··· DATA PROVIDED ···

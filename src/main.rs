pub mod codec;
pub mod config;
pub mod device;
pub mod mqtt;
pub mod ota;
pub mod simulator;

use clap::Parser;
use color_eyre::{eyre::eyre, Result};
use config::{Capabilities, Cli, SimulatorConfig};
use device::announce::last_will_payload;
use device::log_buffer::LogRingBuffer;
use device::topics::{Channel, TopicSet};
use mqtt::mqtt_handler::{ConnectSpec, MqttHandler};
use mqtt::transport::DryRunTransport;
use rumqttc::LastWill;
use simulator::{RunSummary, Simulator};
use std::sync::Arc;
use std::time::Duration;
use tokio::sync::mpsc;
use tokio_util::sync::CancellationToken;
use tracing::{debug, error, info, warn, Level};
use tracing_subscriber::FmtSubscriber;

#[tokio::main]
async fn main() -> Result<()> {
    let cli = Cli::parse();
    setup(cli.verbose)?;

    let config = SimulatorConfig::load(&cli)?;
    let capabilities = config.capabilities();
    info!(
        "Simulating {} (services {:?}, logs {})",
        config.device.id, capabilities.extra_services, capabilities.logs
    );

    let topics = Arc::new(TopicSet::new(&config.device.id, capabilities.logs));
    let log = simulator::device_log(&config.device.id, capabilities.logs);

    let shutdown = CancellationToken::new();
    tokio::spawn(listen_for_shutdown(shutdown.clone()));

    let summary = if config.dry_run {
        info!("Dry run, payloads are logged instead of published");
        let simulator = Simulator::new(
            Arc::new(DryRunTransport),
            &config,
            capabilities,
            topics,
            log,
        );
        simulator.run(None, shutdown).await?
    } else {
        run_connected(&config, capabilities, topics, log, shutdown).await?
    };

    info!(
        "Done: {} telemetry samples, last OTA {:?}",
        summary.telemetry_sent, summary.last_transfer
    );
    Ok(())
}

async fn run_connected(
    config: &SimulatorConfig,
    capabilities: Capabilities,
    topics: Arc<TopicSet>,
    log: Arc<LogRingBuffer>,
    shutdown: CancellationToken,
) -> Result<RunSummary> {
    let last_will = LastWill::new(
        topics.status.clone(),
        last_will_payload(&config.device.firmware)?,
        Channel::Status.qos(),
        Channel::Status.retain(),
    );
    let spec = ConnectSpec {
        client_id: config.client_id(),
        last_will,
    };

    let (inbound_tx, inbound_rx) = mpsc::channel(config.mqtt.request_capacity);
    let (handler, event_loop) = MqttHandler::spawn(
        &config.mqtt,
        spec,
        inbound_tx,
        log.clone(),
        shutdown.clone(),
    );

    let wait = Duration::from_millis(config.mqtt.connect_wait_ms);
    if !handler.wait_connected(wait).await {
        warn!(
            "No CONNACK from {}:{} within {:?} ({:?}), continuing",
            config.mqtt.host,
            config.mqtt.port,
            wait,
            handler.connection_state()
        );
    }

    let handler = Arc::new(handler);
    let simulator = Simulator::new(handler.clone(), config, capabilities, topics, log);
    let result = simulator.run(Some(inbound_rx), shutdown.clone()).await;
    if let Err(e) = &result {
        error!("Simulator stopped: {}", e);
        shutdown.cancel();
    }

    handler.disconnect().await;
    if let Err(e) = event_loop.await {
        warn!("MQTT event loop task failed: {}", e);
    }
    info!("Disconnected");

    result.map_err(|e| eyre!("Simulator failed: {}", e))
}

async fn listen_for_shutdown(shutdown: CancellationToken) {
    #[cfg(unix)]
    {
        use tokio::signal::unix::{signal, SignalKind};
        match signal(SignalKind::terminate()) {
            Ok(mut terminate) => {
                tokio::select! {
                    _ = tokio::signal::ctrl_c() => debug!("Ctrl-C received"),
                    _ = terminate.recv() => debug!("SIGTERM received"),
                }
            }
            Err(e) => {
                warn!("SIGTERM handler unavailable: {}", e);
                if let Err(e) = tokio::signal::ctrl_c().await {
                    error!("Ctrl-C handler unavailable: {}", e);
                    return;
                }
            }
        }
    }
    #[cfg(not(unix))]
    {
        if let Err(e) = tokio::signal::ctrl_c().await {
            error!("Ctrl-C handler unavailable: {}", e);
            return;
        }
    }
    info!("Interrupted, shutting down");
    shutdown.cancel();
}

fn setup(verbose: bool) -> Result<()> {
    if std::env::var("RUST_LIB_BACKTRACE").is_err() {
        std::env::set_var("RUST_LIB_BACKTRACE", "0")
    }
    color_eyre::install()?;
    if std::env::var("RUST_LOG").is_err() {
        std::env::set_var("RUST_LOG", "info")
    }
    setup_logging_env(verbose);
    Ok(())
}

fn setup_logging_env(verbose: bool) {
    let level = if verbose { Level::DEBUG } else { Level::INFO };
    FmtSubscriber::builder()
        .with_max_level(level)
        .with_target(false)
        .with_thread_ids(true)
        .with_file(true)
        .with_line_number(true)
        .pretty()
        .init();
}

···

● **WHAT TO WORK ON**
Please repeat the complete material exactly, with nothing omitted.

● **SOLUTION TO THIS EXERCISE**
filename src/main.rs
pub mod codec;
pub mod config;
pub mod device;
pub mod mqtt;
pub mod ota;
pub mod simulator;

use clap::Parser;
use color_eyre::{eyre::eyre, Result};
use config::{Capabilities, Cli, SimulatorConfig};
use device::announce::last_will_payload;
use device::log_buffer::LogRingBuffer;
use device::topics::{Channel, TopicSet};
use mqtt::mqtt_handler::{ConnectSpec, MqttHandler};
use mqtt::transport::DryRunTransport;
use rumqttc::LastWill;
use simulator::{RunSummary, Simulator};
use std::sync::Arc;
use std::time::Duration;
use tokio::sync::mpsc;
use tokio_util::sync::CancellationToken;
use tracing::{debug, error, info, warn, Level};
use tracing_subscriber::FmtSubscriber;

#[tokio::main]
async fn main() -> Result<()> {
    let cli = Cli::parse();
    setup(cli.verbose)?;

    let config = SimulatorConfig::load(&cli)?;
    let capabilities = config.capabilities();
    info!(
        "Simulating {} (services {:?}, logs {})",
        config.device.id, capabilities.extra_services, capabilities.logs
    );

    let topics = Arc::new(TopicSet::new(&config.device.id, capabilities.logs));
    let log = simulator::device_log(&config.device.id, capabilities.logs);

    let shutdown = CancellationToken::new();
    tokio::spawn(listen_for_shutdown(shutdown.clone()));

    let summary = if config.dry_run {
        info!("Dry run, payloads are logged instead of published");
        let simulator = Simulator::new(
            Arc::new(DryRunTransport),
            &config,
            capabilities,
            topics,
            log,
        );
        simulator.run(None, shutdown).await?
    } else {
        run_connected(&config, capabilities, topics, log, shutdown).await?
    };

    info!(
        "Done: {} telemetry samples, last OTA {:?}",
        summary.telemetry_sent, summary.last_transfer
    );
    Ok(())
}

async fn run_connected(
    config: &SimulatorConfig,
    capabilities: Capabilities,
    topics: Arc<TopicSet>,
    log: Arc<LogRingBuffer>,
    shutdown: CancellationToken,
) -> Result<RunSummary> {
    let last_will = LastWill::new(
        topics.status.clone(),
        last_will_payload(&config.device.firmware)?,
        Channel::Status.qos(),
        Channel::Status.retain(),
    );
    let spec = ConnectSpec {
        client_id: config.client_id(),
        last_will,
    };

    let (inbound_tx, inbound_rx) = mpsc::channel(config.mqtt.request_capacity);
    let (handler, event_loop) = MqttHandler::spawn(
        &config.mqtt,
        spec,
        inbound_tx,
        log.clone(),
        shutdown.clone(),
    );

    let wait = Duration::from_millis(config.mqtt.connect_wait_ms);
    if !handler.wait_connected(wait).await {
        warn!(
            "No CONNACK from {}:{} within {:?} ({:?}), continuing",
            config.mqtt.host,
            config.mqtt.port,
            wait,
            handler.connection_state()
        );
    }

    let handler = Arc::new(handler);
    let simulator = Simulator::new(handler.clone(), config, capabilities, topics, log);
    let result = simulator.run(Some(inbound_rx), shutdown.clone()).await;
    if let Err(e) = &result {
        error!("Simulator stopped: {}", e);
        shutdown.cancel();
    }

    handler.disconnect().await;
    if let Err(e) = event_loop.await {
        warn!("MQTT event loop task failed: {}", e);
    }
    info!("Disconnected");

    result.map_err(|e| eyre!("Simulator failed: {}", e))
}

async fn listen_for_shutdown(shutdown: CancellationToken) {
    #[cfg(unix)]
    {
        use tokio::signal::unix::{signal, SignalKind};
        match signal(SignalKind::terminate()) {
            Ok(mut terminate) => {
                tokio::select! {
                    _ = tokio::signal::ctrl_c() => debug!("Ctrl-C received"),
                    _ = terminate.recv() => debug!("SIGTERM received"),
                }
            }
            Err(e) => {
                warn!("SIGTERM handler unavailable: {}", e);
                if let Err(e) = tokio::signal::ctrl_c().await {
                    error!("Ctrl-C handler unavailable: {}", e);
                    return;
                }
            }
        }
    }
    #[cfg(not(unix))]
    {
        if let Err(e) = tokio::signal::ctrl_c().await {
            error!("Ctrl-C handler unavailable: {}", e);
            return;
        }
    }
    info!("Interrupted, shutting down");
    shutdown.cancel();
}

fn setup(verbose: bool) -> Result<()> {
    if std::env::var("RUST_LIB_BACKTRACE").is_err() {
        std::env::set_var("RUST_LIB_BACKTRACE", "0")
    }
    color_eyre::install()?;
    if std::env::var("RUST_LOG").is_err() {
        std::env::set_var("RUST_LOG", "info")
    }
    setup_logging_env(verbose);
    Ok(())
}

fn setup_logging_env(verbose: bool) {
    let level = if verbose { Level::DEBUG } else { Level::INFO };
    FmtSubscriber::builder()
        .with_max_level(level)
        .with_target(false)
        .with_thread_ids(true)
        .with_file(true)
        .with_line_number(true)
        .pretty()
        .init();
}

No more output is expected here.